Exercise directions: Below are some entries. Repeat exactly the lines from the one with "JSON-serializable enemy state." through the one with "Random seed used.", and only those.

* * *

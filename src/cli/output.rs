//! Output formatting utilities for CLI.

// Averages and rates are computed in floating point for display
#![allow(clippy::cast_precision_loss)]

use std::collections::BTreeMap;
use std::fmt::Write as _;

use gemrail::battle::{Battle, BattleEvent, Outcome};
use gemrail::world::{GridPos, Link, Node, Tile, TileKind, World};
use serde::Serialize;

use super::autoplay::PlaySummary;

/// JSON-serializable enemy state.
#[derive(Debug, Serialize)]
pub(super) struct JsonEnemy {
    /// Display name.
    pub(super) name: String,
    /// Remaining HP.
    pub(super) hp: u32,
    /// HP cap.
    pub(super) max_hp: u32,
    /// Boss flag.
    pub(super) is_boss: bool,
}

/// JSON-serializable battle result.
#[derive(Debug, Serialize)]
pub(super) struct JsonBattleResult {
    /// Random seed used.
    pub(super) seed: u64,
    /// Level played.
    pub(super) level: u32,
    /// What the player did.
    pub(super) summary: PlaySummary,
    /// Enemies at the end.
    pub(super) enemies: Vec<JsonEnemy>,
    /// Event log, if recorded.
    #[serde(skip_serializing_if = "Option::is_none")]
    pub(super) events: Option<Vec<BattleEvent>>,
}

impl JsonBattleResult {
    /// Create from a finished battle.
    pub(super) fn from_battle(seed: u64, battle: &Battle, summary: PlaySummary, events: Option<Vec<BattleEvent>>) -> Self {
        Self {
            seed,
            level: battle.state().level,
            summary,
            enemies: battle
                .state()
                .enemies
                .iter()
                .map(|e| JsonEnemy {
                    name: e.name.clone(),
                    hp: e.hp,
                    max_hp: e.max_hp,
                    is_boss: e.is_boss,
                })
                .collect(),
            events,
        }
    }
}

fn outcome_label(outcome: Option<Outcome>) -> &'static str {
    match outcome {
        Some(Outcome::Victory) => "victory",
        Some(Outcome::PlayerDefeated) => "defeated",
        Some(Outcome::OutOfMoves) => "out of moves",
        Some(Outcome::OutOfTime) => "out of time",
        None => "undecided",
    }
}

/// Format a battle result as human-readable text.
pub(super) fn format_battle_text(seed: u64, battle: &Battle, summary: &PlaySummary) -> String {
    let mut out = String::new();
    let state = battle.state();
    let _ = writeln!(out, "Battle Result (level {}, seed {seed})", state.level);
    let _ = writeln!(out, "  Outcome: {}", outcome_label(summary.outcome));
    let _ = writeln!(out, "  Score: {}", summary.score);
    let _ = writeln!(
        out,
        "  Swaps: {} ({} misses), spells: {}, cascades: {}, words: {}",
        summary.swaps, summary.misses, summary.casts, summary.cascades, summary.words
    );
    let _ = writeln!(out, "  Player HP: {}/{}", state.player_hp, state.player_max_hp);
    for e in &state.enemies {
        let tag = if e.is_boss { " [boss]" } else { "" };
        let _ = writeln!(out, "  {}{tag}: {}/{} ({})", e.name, e.hp, e.max_hp, e.element.name());
    }
    for s in state.spirits() {
        let spell = s.spell.as_ref().map_or("-", |sp| sp.id.as_str());
        let _ = writeln!(out, "  {} {}: mana {}/{} spell {spell}", s.element.icon(), s.name, s.mana, s.max_mana);
    }
    out
}

/// Per-level aggregate for the sweep.
#[derive(Debug, Clone, Default, Serialize)]
pub(super) struct LevelStats {
    /// Games played.
    pub(super) games: u64,
    /// Victories.
    pub(super) wins: u64,
    /// Losses by HP.
    pub(super) defeats: u64,
    /// Losses by budget.
    pub(super) timeouts: u64,
    /// Games that never finished.
    pub(super) undecided: u64,
    total_score: u64,
    total_swaps: u64,
    total_casts: u64,
}

impl LevelStats {
    fn add(&mut self, summary: &PlaySummary) {
        self.games += 1;
        match summary.outcome {
            Some(Outcome::Victory) => self.wins += 1,
            Some(Outcome::PlayerDefeated) => self.defeats += 1,
            Some(Outcome::OutOfMoves | Outcome::OutOfTime) => self.timeouts += 1,
            None => self.undecided += 1,
        }
        self.total_score += summary.score;
        self.total_swaps += u64::from(summary.swaps);
        self.total_casts += u64::from(summary.casts);
    }

    fn merge(&mut self, other: &LevelStats) {
        self.games += other.games;
        self.wins += other.wins;
        self.defeats += other.defeats;
        self.timeouts += other.timeouts;
        self.undecided += other.undecided;
        self.total_score += other.total_score;
        self.total_swaps += other.total_swaps;
        self.total_casts += other.total_casts;
    }

    fn ratio(part: u64, whole: u64) -> f64 {
        if whole == 0 { 0.0 } else { part as f64 / whole as f64 }
    }

    /// Fraction of games won.
    pub(super) fn win_rate(&self) -> f64 {
        Self::ratio(self.wins, self.games)
    }

    /// Mean final score.
    pub(super) fn avg_score(&self) -> f64 {
        Self::ratio(self.total_score, self.games)
    }

    /// Mean swaps per game.
    pub(super) fn avg_swaps(&self) -> f64 {
        Self::ratio(self.total_swaps, self.games)
    }

    /// Mean spells per game.
    pub(super) fn avg_casts(&self) -> f64 {
        Self::ratio(self.total_casts, self.games)
    }
}

/// Sweep statistics keyed by level.
#[derive(Debug, Clone, Default)]
pub(super) struct SweepStats {
    /// Stats per level.
    pub(super) levels: BTreeMap<u32, LevelStats>,
}

impl SweepStats {
    /// Record one game.
    pub(super) fn add(&mut self, level: u32, summary: &PlaySummary) {
        self.levels.entry(level).or_default().add(summary);
    }

    /// Fold another thread's stats into this one.
    pub(super) fn merge(&mut self, other: &SweepStats) {
        for (level, stats) in &other.levels {
            self.levels.entry(*level).or_default().merge(stats);
        }
    }

    /// Games recorded across all levels.
    pub(super) fn games_played(&self) -> u64 {
        self.levels.values().map(|s| s.games).sum()
    }
}

/// Format sweep stats as a text table.
pub(super) fn format_sweep_text(stats: &SweepStats, difficulty: &str) -> String {
    let mut out = String::new();
    let _ = writeln!(out, "Difficulty sweep ({difficulty}, {} games)", stats.games_played());
    let _ = writeln!(
        out,
        "{:>5} {:>6} {:>7} {:>9} {:>8} {:>7} {:>10}",
        "level", "games", "win %", "defeated", "budget", "swaps", "score"
    );
    for (level, s) in &stats.levels {
        let _ = writeln!(
            out,
            "{level:>5} {:>6} {:>6.1}% {:>9} {:>8} {:>7.1} {:>10.0}",
            s.games,
            s.win_rate() * 100.0,
            s.defeats,
            s.timeouts,
            s.avg_swaps(),
            s.avg_score()
        );
    }
    out
}

/// Format sweep stats as CSV.
pub(super) fn format_sweep_csv(stats: &SweepStats) -> String {
    let mut out = String::from("level,games,wins,defeats,timeouts,undecided,win_rate,avg_score,avg_swaps,avg_casts\n");
    for (level, s) in &stats.levels {
        let _ = writeln!(
            out,
            "{level},{},{},{},{},{},{:.4},{:.1},{:.2},{:.2}",
            s.games,
            s.wins,
            s.defeats,
            s.timeouts,
            s.undecided,
            s.win_rate(),
            s.avg_score(),
            s.avg_swaps(),
            s.avg_casts()
        );
    }
    out
}

/// JSON-serializable sweep row.
#[derive(Debug, Serialize)]
pub(super) struct JsonLevelRow {
    /// Level.
    pub(super) level: u32,
    /// Raw counts.
    #[serde(flatten)]
    pub(super) stats: LevelStats,
    /// Fraction of games won.
    pub(super) win_rate: f64,
    /// Mean final score.
    pub(super) avg_score: f64,
}

/// Rows for JSON output.
pub(super) fn sweep_rows(stats: &SweepStats) -> Vec<JsonLevelRow> {
    stats
        .levels
        .iter()
        .map(|(&level, s)| JsonLevelRow {
            level,
            stats: s.clone(),
            win_rate: s.win_rate(),
            avg_score: s.avg_score(),
        })
        .collect()
}

/// JSON-serializable world.
#[derive(Debug, Serialize)]
pub(super) struct JsonWorld<'a> {
    /// Seed used.
    pub(super) seed: u64,
    /// Start tile id.
    pub(super) start: Option<usize>,
    /// Placed stations.
    pub(super) nodes: &'a [Node],
    /// Station links.
    pub(super) links: &'a [Link],
    /// Every tile.
    pub(super) tiles: &'a [Tile],
}

impl<'a> JsonWorld<'a> {
    /// Borrow from a generated world.
    pub(super) fn from_world(seed: u64, world: &'a World) -> Self {
        Self {
            seed,
            start: world.tiles().start(),
            nodes: world.nodes(),
            links: &world.network().links,
            tiles: world.tiles().tiles(),
        }
    }
}

const TILE_KINDS: [TileKind; 8] = [
    TileKind::Start,
    TileKind::Station,
    TileKind::Road,
    TileKind::Blue,
    TileKind::Red,
    TileKind::Yellow,
    TileKind::DecorNature,
    TileKind::DecorCulture,
];

/// Format a world summary as text.
pub(super) fn format_world_text(seed: u64, world: &World) -> String {
    let mut out = String::new();
    let _ = writeln!(out, "World (seed {seed})");
    let _ = writeln!(out, "  Stations: {}", world.nodes().len());
    let _ = writeln!(out, "  Road cells: {}", world.network().roads.len());
    let _ = writeln!(out, "  Links: {}", world.network().links.len());
    let _ = writeln!(out, "  Tiles: {}", world.tiles().len());
    for kind in TILE_KINDS {
        let _ = writeln!(out, "    {kind:?}: {}", world.tiles().count(kind));
    }
    if let Some(start) = world.start() {
        let _ = writeln!(
            out,
            "  Start: {} at {}",
            start.name.as_deref().unwrap_or("?"),
            start.pos
        );
    }
    out
}

const fn tile_char(kind: TileKind) -> char {
    match kind {
        TileKind::Start => '@',
        TileKind::Station => '#',
        TileKind::Road => '=',
        TileKind::Blue => 'b',
        TileKind::Red => 'r',
        TileKind::Yellow => 'y',
        TileKind::DecorNature => '"',
        TileKind::DecorCulture => '^',
    }
}

/// Draw the board as characters, north at the top. Water is `~`.
pub(super) fn render_ascii(world: &World) -> String {
    let cells = world.cells();
    let Some((min, max)) = cells.iter().fold(None, |acc: Option<(GridPos, GridPos)>, (p, _)| {
        Some(match acc {
            None => (p, p),
            Some((lo, hi)) => (
                GridPos::new(lo.x.min(p.x), lo.z.min(p.z)),
                GridPos::new(hi.x.max(p.x), hi.z.max(p.z)),
            ),
        })
    }) else {
        return String::new();
    };
    let mut out = String::new();
    for z in min.z..=max.z {
        for x in min.x..=max.x {
            let pos = GridPos::new(x, z);
            let ch = match world.tiles().at(pos) {
                Some(t) => tile_char(t.kind),
                None if cells.get(pos).is_some() => '~',
                None => ' ',
            };
            out.push(ch);
        }
        out.push('\n');
    }
    out
}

* * *

Exercise answer:
/// JSON-serializable enemy state.
#[derive(Debug, Serialize)]
pub(super) struct JsonEnemy {
    /// Display name.
    pub(super) name: String,
    /// Remaining HP.
    pub(super) hp: u32,
    /// HP cap.
    pub(super) max_hp: u32,
    /// Boss flag.
    pub(super) is_boss: bool,
}

/// JSON-serializable battle result.
#[derive(Debug, Serialize)]
pub(super) struct JsonBattleResult {
    /// Random seed used.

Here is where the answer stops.